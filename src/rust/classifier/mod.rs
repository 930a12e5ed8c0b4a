mod error;
mod model;
pub mod builder;
pub mod evaluation;
pub mod forest;
pub mod pipeline;
pub mod smote;
pub mod vectorizer;
mod utils;

pub use error::ClassifierError;
pub use model::{EmotionClassifier, ModelState, Prediction, TrainingReport};
pub use builder::ClassifierBuilder;
pub use evaluation::{ClassificationReport, ClassMetrics, CrossValidation};
pub use forest::{ForestParams, RandomForest};
pub use pipeline::EmotionPipeline;
pub use smote::Smote;
pub use vectorizer::TfidfVectorizer;
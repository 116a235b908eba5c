//! Soft airbrush: one continuous darkening path with a wide shadow halo

use artboard_config::DEFAULT_STROKE_WIDTH;

use super::Tool;
use crate::constants::{AIRBRUSH_BLUR_FACTOR, AIRBRUSH_SHADOW_ALPHA};
use crate::context::PaintContext;
use crate::cursor::CursorHint;
use crate::types::{CompositeMode, LineCap, LineJoin, Point, Rgba};

#[derive(Debug, Clone)]
pub struct Airbrush {
    color: Rgba,
    width: f32,
}

impl Airbrush {
    pub fn new(color: Rgba, width: f32) -> Self {
        Self { color, width }
    }
}

impl Default for Airbrush {
    fn default() -> Self {
        Self::new(Rgba::BLACK, DEFAULT_STROKE_WIDTH)
    }
}

impl Tool for Airbrush {
    fn name(&self) -> &str {
        "Airbrush"
    }

    fn cursor(&self) -> Option<CursorHint> {
        Some(CursorHint::circle(self.width))
    }

    fn start_stroke(&mut self, point: Point, ctx: &mut dyn PaintContext) {
        ctx.set_composite(CompositeMode::Darken);
        ctx.set_line_width(self.width);
        ctx.set_line_cap(LineCap::Round);
        ctx.set_line_join(LineJoin::Round);
        ctx.set_stroke_style(self.color);
        ctx.set_shadow_blur(self.width * AIRBRUSH_BLUR_FACTOR);
        ctx.set_shadow_color(self.color.with_alpha(AIRBRUSH_SHADOW_ALPHA));
        ctx.begin_path();
        ctx.move_to(point);
    }

    /// The whole path is re-stroked each time; darken keeps overlaps from
    /// building up
    fn continue_stroke(&mut self, point: Point, ctx: &mut dyn PaintContext) {
        ctx.line_to(point);
        ctx.stroke();
    }

    fn end_stroke(&mut self, ctx: &mut dyn PaintContext) {
        ctx.begin_path();
        ctx.set_shadow_blur(0.0);
        ctx.set_composite(CompositeMode::SourceOver);
    }
}

#[cfg(test)]
mod tests {
    use super::*;
    use crate::recording::{DrawCommand, RecordingContext};

    #[test]
    fn test_airbrush_state_during_stroke() {
        let color = Rgba::from_hex("#204080").unwrap();
        let mut airbrush = Airbrush::new(color, 20.0);
        let mut ctx = RecordingContext::new();
        airbrush.start_stroke(Point::new(1.0, 1.0), &mut ctx);

        assert_eq!(ctx.composite(), CompositeMode::Darken);
        assert_eq!(ctx.line_width(), 20.0);
        assert_eq!(ctx.state().shadow_blur, 10.0);
        assert_eq!(ctx.state().shadow_color, color.with_alpha(0.5));

        airbrush.continue_stroke(Point::new(5.0, 5.0), &mut ctx);
        airbrush.continue_stroke(Point::new(9.0, 5.0), &mut ctx);
        assert_eq!(ctx.stroke_count(), 2);
        // Path accumulates from the start point
        assert_eq!(ctx.count(|c| matches!(c, DrawCommand::MoveTo { .. })), 1);

        airbrush.end_stroke(&mut ctx);
        assert_eq!(ctx.composite(), CompositeMode::SourceOver);
        assert_eq!(ctx.state().shadow_blur, 0.0);
    }
}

------------------------

Repeat the entire listing above without changing a word.

filename src/rust/classifier/mod.rs
repository 930a12e5ed8c0b4a
mod error;
mod model;
pub mod builder;
pub mod evaluation;
pub mod forest;
pub mod pipeline;
pub mod smote;
pub mod vectorizer;
mod utils;

pub use error::ClassifierError;
pub use model::{EmotionClassifier, ModelState, Prediction, TrainingReport};
pub use builder::ClassifierBuilder;
pub use evaluation::{ClassificationReport, ClassMetrics, CrossValidation};
pub use forest::{ForestParams, RandomForest};
pub use pipeline::EmotionPipeline;
pub use smote::Smote;
pub use vectorizer::TfidfVectorizer;
repository 116a235b908eba5c
//! Soft airbrush: one continuous darkening path with a wide shadow halo

use artboard_config::DEFAULT_STROKE_WIDTH;

use super::Tool;
use crate::constants::{AIRBRUSH_BLUR_FACTOR, AIRBRUSH_SHADOW_ALPHA};
use crate::context::PaintContext;
use crate::cursor::CursorHint;
use crate::types::{CompositeMode, LineCap, LineJoin, Point, Rgba};

#[derive(Debug, Clone)]
pub struct Airbrush {
    color: Rgba,
    width: f32,
}

impl Airbrush {
    pub fn new(color: Rgba, width: f32) -> Self {
        Self { color, width }
    }
}

impl Default for Airbrush {
    fn default() -> Self {
        Self::new(Rgba::BLACK, DEFAULT_STROKE_WIDTH)
    }
}

impl Tool for Airbrush {
    fn name(&self) -> &str {
        "Airbrush"
    }

    fn cursor(&self) -> Option<CursorHint> {
        Some(CursorHint::circle(self.width))
    }

    fn start_stroke(&mut self, point: Point, ctx: &mut dyn PaintContext) {
        ctx.set_composite(CompositeMode::Darken);
        ctx.set_line_width(self.width);
        ctx.set_line_cap(LineCap::Round);
        ctx.set_line_join(LineJoin::Round);
        ctx.set_stroke_style(self.color);
        ctx.set_shadow_blur(self.width * AIRBRUSH_BLUR_FACTOR);
        ctx.set_shadow_color(self.color.with_alpha(AIRBRUSH_SHADOW_ALPHA));
        ctx.begin_path();
        ctx.move_to(point);
    }

    /// The whole path is re-stroked each time; darken keeps overlaps from
    /// building up
    fn continue_stroke(&mut self, point: Point, ctx: &mut dyn PaintContext) {
        ctx.line_to(point);
        ctx.stroke();
    }

    fn end_stroke(&mut self, ctx: &mut dyn PaintContext) {
        ctx.begin_path();
        ctx.set_shadow_blur(0.0);
        ctx.set_composite(CompositeMode::SourceOver);
    }
}

#[cfg(test)]
mod tests {
    use super::*;
    use crate::recording::{DrawCommand, RecordingContext};

    #[test]
    fn test_airbrush_state_during_stroke() {
        let color = Rgba::from_hex("#204080").unwrap();
        let mut airbrush = Airbrush::new(color, 20.0);
        let mut ctx = RecordingContext::new();
        airbrush.start_stroke(Point::new(1.0, 1.0), &mut ctx);

        assert_eq!(ctx.composite(), CompositeMode::Darken);
        assert_eq!(ctx.line_width(), 20.0);
        assert_eq!(ctx.state().shadow_blur, 10.0);
        assert_eq!(ctx.state().shadow_color, color.with_alpha(0.5));

        airbrush.continue_stroke(Point::new(5.0, 5.0), &mut ctx);
        airbrush.continue_stroke(Point::new(9.0, 5.0), &mut ctx);
        assert_eq!(ctx.stroke_count(), 2);
        // Path accumulates from the start point
        assert_eq!(ctx.count(|c| matches!(c, DrawCommand::MoveTo { .. })), 1);

        airbrush.end_stroke(&mut ctx);
        assert_eq!(ctx.composite(), CompositeMode::SourceOver);
        assert_eq!(ctx.state().shadow_blur, 0.0);
    }
}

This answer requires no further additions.